START DATASET ENTRIES

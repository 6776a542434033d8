//! Proximity alert gating.
//!
//! A frame is alert-worthy when something is closer than
//! [`PROXIMITY_THRESHOLD_CM`] or either PIR sensor fired. Dispatch is then
//! rate-limited by a cooldown so a person standing in front of the rig does
//! not produce a message per servo step.

use std::time::Duration;

use chrono::{DateTime, Utc};
use tracing::debug;

use crate::decoder::SensorFrame;

/// Distance below which a frame counts as an obstruction.
pub const PROXIMITY_THRESHOLD_CM: i32 = 50;

/// Default minimum gap between two dispatched alerts.
pub const DEFAULT_COOLDOWN: Duration = Duration::from_secs(5);

/// Planar position of a detection relative to the rig.
#[derive(Debug, Clone, Copy, PartialEq)]
pub struct Coordinate {
    /// Centimeters along the 0° axis.
    pub x: f64,
    /// Centimeters along the 90° axis.
    pub y: f64,
}

/// An alert ready to hand to the notifier.
#[derive(Debug, Clone, PartialEq)]
pub struct Alert {
    /// The frame that raised the alert.
    pub frame: SensorFrame,
    /// Position derived from the frame.
    pub coordinate: Coordinate,
    /// Human-readable notification text.
    pub message: String,
    /// When the gate let the alert through.
    pub raised_at: DateTime<Utc>,
}

/// Convert a polar reading into rounded Cartesian coordinates.
pub fn polar_to_cartesian(angle_deg: i32, distance_cm: i32) -> Coordinate {
    let radians = f64::from(angle_deg).to_radians();
    let distance = f64::from(distance_cm);
    Coordinate {
        x: round2(distance * radians.cos()),
        y: round2(distance * radians.sin()),
    }
}

/// Round to two decimals, folding `-0.0` into `0.0`.
fn round2(value: f64) -> f64 {
    (value * 100.0).round() / 100.0 + 0.0
}

/// Whether the frame meets the alert condition, ignoring cooldown.
pub fn is_triggered(frame: &SensorFrame) -> bool {
    frame.distance < PROXIMITY_THRESHOLD_CM || frame.motion1 || frame.motion2
}

/// Render the operator-facing alert text.
pub fn format_alert(frame: &SensorFrame, coordinate: &Coordinate) -> String {
    format!(
        "\u{26a0}\u{fe0f} Obstruction Detected!\n\
         Angle: {angle}\u{b0}\n\
         Distance: {distance}cm\n\
         Coordinates: ({x:.2}, {y:.2})\n\
         PIR1: {pir1}, PIR2: {pir2}",
        angle = frame.angle,
        distance = frame.distance,
        x = coordinate.x,
        y = coordinate.y,
        pir1 = u8::from(frame.motion1),
        pir2 = u8::from(frame.motion2),
    )
}

/// Trigger predicate plus cooldown, with the last dispatch time as owned state.
///
/// `evaluate` reads and updates the timestamp under `&mut self`, so two
/// frames can never both observe an expired cooldown.
#[derive(Debug, Clone)]
pub struct AlertGate {
    cooldown: chrono::Duration,
    last_alert_time: Option<DateTime<Utc>>,
}

impl Default for AlertGate {
    fn default() -> Self {
        Self::new(DEFAULT_COOLDOWN)
    }
}

impl AlertGate {
    /// Create a gate that has never alerted.
    pub fn new(cooldown: Duration) -> Self {
        Self {
            cooldown: chrono::Duration::from_std(cooldown).unwrap_or(chrono::Duration::MAX),
            last_alert_time: None,
        }
    }

    /// When the last alert was let through, if ever.
    pub fn last_alert_time(&self) -> Option<DateTime<Utc>> {
        self.last_alert_time
    }

    /// Whether the cooldown has elapsed at `now`.
    pub fn cooldown_elapsed(&self, now: DateTime<Utc>) -> bool {
        match self.last_alert_time {
            None => true,
            Some(last) => now.signed_duration_since(last) > self.cooldown,
        }
    }

    /// Decide whether `frame` produces an alert at `now`.
    ///
    /// Returns `None` when the frame is not alert-worthy or the cooldown is
    /// still running. On `Some`, the cooldown restarts at `now`.
    pub fn evaluate(&mut self, frame: &SensorFrame, now: DateTime<Utc>) -> Option<Alert> {
        if !is_triggered(frame) {
            return None;
        }
        if !self.cooldown_elapsed(now) {
            debug!(angle = frame.angle, distance = frame.distance, "alert in cooldown, skipping");
            return None;
        }

        let coordinate = polar_to_cartesian(frame.angle, frame.distance);
        let message = format_alert(frame, &coordinate);
        self.last_alert_time = Some(now);

        Some(Alert {
            frame: *frame,
            coordinate,
            message,
            raised_at: now,
        })
    }
}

END DATASET ENTRIES

→ HOW TO COMPLETE THIS TASK
Transcribe, exactly and without additions, the lines of the records above, beginning with the line that contains "y: round2(distance *" and ending with the line that contains "reads and updates", both included.

→ REPLY TO THE EXERCISE
        y: round2(distance * radians.sin()),
    }
}

/// Round to two decimals, folding `-0.0` into `0.0`.
fn round2(value: f64) -> f64 {
    (value * 100.0).round() / 100.0 + 0.0
}

/// Whether the frame meets the alert condition, ignoring cooldown.
pub fn is_triggered(frame: &SensorFrame) -> bool {
    frame.distance < PROXIMITY_THRESHOLD_CM || frame.motion1 || frame.motion2
}

/// Render the operator-facing alert text.
pub fn format_alert(frame: &SensorFrame, coordinate: &Coordinate) -> String {
    format!(
        "\u{26a0}\u{fe0f} Obstruction Detected!\n\
         Angle: {angle}\u{b0}\n\
         Distance: {distance}cm\n\
         Coordinates: ({x:.2}, {y:.2})\n\
         PIR1: {pir1}, PIR2: {pir2}",
        angle = frame.angle,
        distance = frame.distance,
        x = coordinate.x,
        y = coordinate.y,
        pir1 = u8::from(frame.motion1),
        pir2 = u8::from(frame.motion2),
    )
}

/// Trigger predicate plus cooldown, with the last dispatch time as owned state.
///
/// `evaluate` reads and updates the timestamp under `&mut self`, so two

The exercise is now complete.